With seismic explosiveness, young artists across Europe changed the course of painting and sculpture soon after the new century began. A series of revolutionary movements erupted, beginning with Fauvism in France and Expressionism in Germany. The Italian Futurists were the most clamorous but the Cubists in Paris proved the most far-reaching. Then, in 1914, London was shocked by the advent of Vorticism and its rumbustious magazine BLAST. This course explores the rebellious momentum of an exciting period. However, it terminates in the tragedy of the First World War when many avant-garde artists found themselves caught up in a blood-bath. Visits include The Courtauld Institute of Art Gallery’s display of 20th-century art, Tate Modern, the Estorick Collection of Modern Italian Art and the Imperial War Museum.

 




Week 2: 19-23 July 2010

Course 17: Dr Jerzy Kierkuc-Bielinski

From Pollock to Pop: American Art c. 1930–1972

£420

This course provides a focused survey of major artistic developments in the United States in the period when Modernism first began to develop in America to the early 1970s, when Modernist practice began to be questioned. The shift from medium-specific practices (painting, sculpture, printmaking) in the New York School context to medium-resistant practices in the 1960s (photography, site-specific work, Conceptual art) is a central concern of the course. Throughout, we will consider artistic production in relation to larger patterns of historical change. We will also explore the rich critical literature of the period, including artists’ writings, as well as more recent scholarship.



 

Week 3: 26-30 July 2010

Course 26: Dr Caroline Levitt

Collaborations: Artists and Writers in 20th-century Paris

£420

Paris in the first half of the 20th century was a vibrant meeting-place for practically anyone who was anyone in the avant-garde art world. This course will examine not only who was meeting who, but how movements and tendencies clashed and interacted through a variety of different media and with dramatically creative effects. Beginning by tracing the progression from late 19th-century Impressionism to tendencies generally understood to be ‘modern’, we will challenge traditional narratives that differentiate between groupings such as the Cubists, the Dadaists and the Surrealists and will examine the links and interactions between such major groups of artists and writers through the written press, their apartment-studios and their collaborations on both books and films. Visits are to include The Courtauld’s collections of paintings and 20th-century journals, Tate Modern, Erno Goldfinger’s Modernist home at 2 Willow Road (Hampstead) and the National Art Library, where we will have the opportunity to examine some rare artists’ books firsthand.
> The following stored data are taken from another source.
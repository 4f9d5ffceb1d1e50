//! Anchor token parsing and insertion.
//!
//! Two token shapes are recognized:
//!
//! ```text
//! <<#123>>            work item (container) reference, decimal id
//! <<Q#Shared/My Bugs>> saved query reference, id or hierarchical path
//! ```
//!
//! Anything that does not match is left alone as ordinary prose.

use std::fmt;
use std::ops::Range;
use std::sync::OnceLock;

use regex::{CaptureMatches, Regex};
use serde::{Deserialize, Serialize};
use thiserror::Error;

const OPEN: &str = "<<";
const CLOSE: &str = ">>";

fn anchor_regex() -> &'static Regex {
    static RE: OnceLock<Regex> = OnceLock::new();
    // Leftmost-first alternation gives non-overlapping, earliest-wins matches.
    // A query identifier never contains `>>` or a line break, nor ends in `>`.
    RE.get_or_init(|| {
        Regex::new(r"<<(?:#([0-9]+)|Q#((?:[^>\n]|>[^>\n])+?))>>").expect("anchor pattern is valid")
    })
}

/// What an anchor points at.
#[derive(Debug, Clone, Copy, PartialEq, Eq, Hash, PartialOrd, Ord, Serialize, Deserialize)]
#[serde(rename_all = "snake_case")]
pub enum AnchorKind {
    /// `<<#N>>`: a container work item by numeric id.
    Container,
    /// `<<Q#S>>`: a saved query by id or path.
    SavedQuery,
}

impl AnchorKind {
    pub fn as_str(&self) -> &'static str {
        match self {
            Self::Container => "container",
            Self::SavedQuery => "saved_query",
        }
    }

    pub fn from_str(s: &str) -> Option<Self> {
        match s {
            "container" => Some(Self::Container),
            "saved_query" => Some(Self::SavedQuery),
            _ => None,
        }
    }
}

/// Kind and identifier of an anchor, independent of where it appears.
#[derive(Debug, Clone, PartialEq, Eq, Hash, PartialOrd, Ord, Serialize, Deserialize)]
pub struct AnchorTarget {
    pub kind: AnchorKind,
    pub identifier: String,
}

/// Rejected anchor construction.
#[derive(Debug, Error, PartialEq, Eq)]
pub enum InvalidAnchor {
    #[error("saved query identifier must not be empty")]
    EmptyIdentifier,

    #[error("saved query identifier must not contain '>>' or a line break: {0}")]
    ForbiddenSequence(String),

    #[error("work item id must be a decimal number: {0}")]
    NotNumeric(String),
}

impl AnchorTarget {
    pub fn container(id: u64) -> Self {
        Self {
            kind: AnchorKind::Container,
            identifier: id.to_string(),
        }
    }

    pub fn saved_query(identifier: impl Into<String>) -> Result<Self, InvalidAnchor> {
        let identifier = identifier.into();
        if identifier.is_empty() {
            return Err(InvalidAnchor::EmptyIdentifier);
        }
        if identifier.contains(CLOSE) || identifier.contains('\n') || identifier.ends_with('>') {
            return Err(InvalidAnchor::ForbiddenSequence(identifier));
        }
        Ok(Self {
            kind: AnchorKind::SavedQuery,
            identifier,
        })
    }

    /// Build a target from a kind and raw identifier, validating the identifier.
    pub fn new(kind: AnchorKind, identifier: &str) -> Result<Self, InvalidAnchor> {
        match kind {
            AnchorKind::Container => identifier
                .parse::<u64>()
                .ok()
                .filter(|_| identifier.bytes().all(|b| b.is_ascii_digit()))
                .map(|_| Self {
                    kind,
                    identifier: identifier.to_string(),
                })
                .ok_or_else(|| InvalidAnchor::NotNumeric(identifier.to_string())),
            AnchorKind::SavedQuery => Self::saved_query(identifier),
        }
    }

    /// Numeric id for container anchors.
    pub fn container_id(&self) -> Option<i64> {
        match self.kind {
            AnchorKind::Container => self.identifier.parse().ok(),
            AnchorKind::SavedQuery => None,
        }
    }
}

impl fmt::Display for AnchorTarget {
    fn fmt(&self, f: &mut fmt::Formatter<'_>) -> fmt::Result {
        match self.kind {
            AnchorKind::Container => write!(f, "{OPEN}#{}{CLOSE}", self.identifier),
            AnchorKind::SavedQuery => write!(f, "{OPEN}Q#{}{CLOSE}", self.identifier),
        }
    }
}

/// One anchor occurrence found in a text buffer.
#[derive(Debug, Clone, PartialEq, Eq, Hash)]
pub struct AnchorRef {
    pub target: AnchorTarget,
    /// Byte offsets of the whole token, delimiters included.
    pub span: Range<usize>,
}

impl AnchorRef {
    pub fn kind(&self) -> AnchorKind {
        self.target.kind
    }

    pub fn identifier(&self) -> &str {
        &self.target.identifier
    }

    /// Shift the span by `offset`, for slices cut out of a larger buffer.
    pub fn offset_by(mut self, offset: usize) -> Self {
        self.span = (self.span.start + offset)..(self.span.end + offset);
        self
    }
}

/// Lazy iterator over the anchors of a text, in ascending start order.
///
/// Restart by calling [`parse`] again; the text is never modified.
pub struct Anchors<'t> {
    inner: CaptureMatches<'static, 't>,
}

impl Iterator for Anchors<'_> {
    type Item = AnchorRef;

    fn next(&mut self) -> Option<AnchorRef> {
        let caps = self.inner.next()?;
        let whole = caps.get(0)?;
        let target = match (caps.get(1), caps.get(2)) {
            (Some(id), _) => AnchorTarget {
                kind: AnchorKind::Container,
                identifier: id.as_str().to_string(),
            },
            (None, Some(query)) => AnchorTarget {
                kind: AnchorKind::SavedQuery,
                identifier: query.as_str().to_string(),
            },
            (None, None) => return None,
        };
        Some(AnchorRef {
            target,
            span: whole.range(),
        })
    }
}

/// Scan `text` for anchor tokens.
pub fn parse(text: &str) -> Anchors<'_> {
    Anchors {
        inner: anchor_regex().captures_iter(text),
    }
}

/// The single anchor that makes up all of `text` (surrounding whitespace
/// ignored), if there is exactly one.
pub fn parse_exact(text: &str) -> Option<AnchorTarget> {
    let trimmed = text.trim();
    let mut anchors = parse(trimmed);
    let first = anchors.next()?;
    if first.span == (0..trimmed.len()) {
        Some(first.target)
    } else {
        None
    }
}

/// Replace `selection` in `text` with the token for `target`.
///
/// Returns the byte span the token now occupies. The selection is clamped to
/// the buffer and widened to character boundaries.
pub fn insert_anchor(text: &mut String, selection: Range<usize>, target: &AnchorTarget) -> Range<usize> {
    let start = floor_char_boundary(text, selection.start.min(text.len()));
    let end = if selection.end <= selection.start {
        start
    } else {
        ceil_char_boundary(text, selection.end.clamp(start, text.len()))
    };
    let token = target.to_string();
    text.replace_range(start..end, &token);
    start..start + token.len()
}

/// Largest char boundary at or below `index`.
pub fn floor_char_boundary(text: &str, index: usize) -> usize {
    let mut i = index.min(text.len());
    while !text.is_char_boundary(i) {
        i -= 1;
    }
    i
}

/// Smallest char boundary at or above `index`.
pub fn ceil_char_boundary(text: &str, index: usize) -> usize {
    let mut i = index.min(text.len());
    while !text.is_char_boundary(i) {
        i += 1;
    }
    i
}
Whilst this course is entirely freestanding, Caroline Levitt’s Autumn study tour, ‘At home in Paris’, from 17–19 September 2010, will develop a number of the themes approached during the week and will provide the chance to visit the homes and studios of some of the artists to be discussed.



Week 4: 2-6 August 2010

Course 34: Dr Sarah James

Photography and Modernism in the 20th Century

£420

This course will explore the unfolding relationship between art and photography in the 20th century; a relationship which came to define the modern epoch. We shall examine the ways in which photography intersected with painting at the turn of the century, and its role in shaping the most significant artistic movements of the European avant-garde from Futurism, Constructivism and Dada to Surrealism and New Objectivity. The course will also consider the work of those great European and American modernist photographers – including August Sander, Alfred Stieglitz, Dorothea Lange, Henri Cartier Bresson, Edward Weston and Tina Modotti – whose explorations of the medium defined its use in the 20th century. We shall look at the most significant photographic theory and practice that came to define modernism. The course will further examine the status of photography in this period, as both art and document. The changing relationship between photography and the modern museum will also be investigated. In addition, we shall consider those photographers often left out of the modernist canon, great women photographers of 20th century, reportage and street photography, photo journalism, and the photography that emerged during the Cold War in the countries of the Eastern Bloc.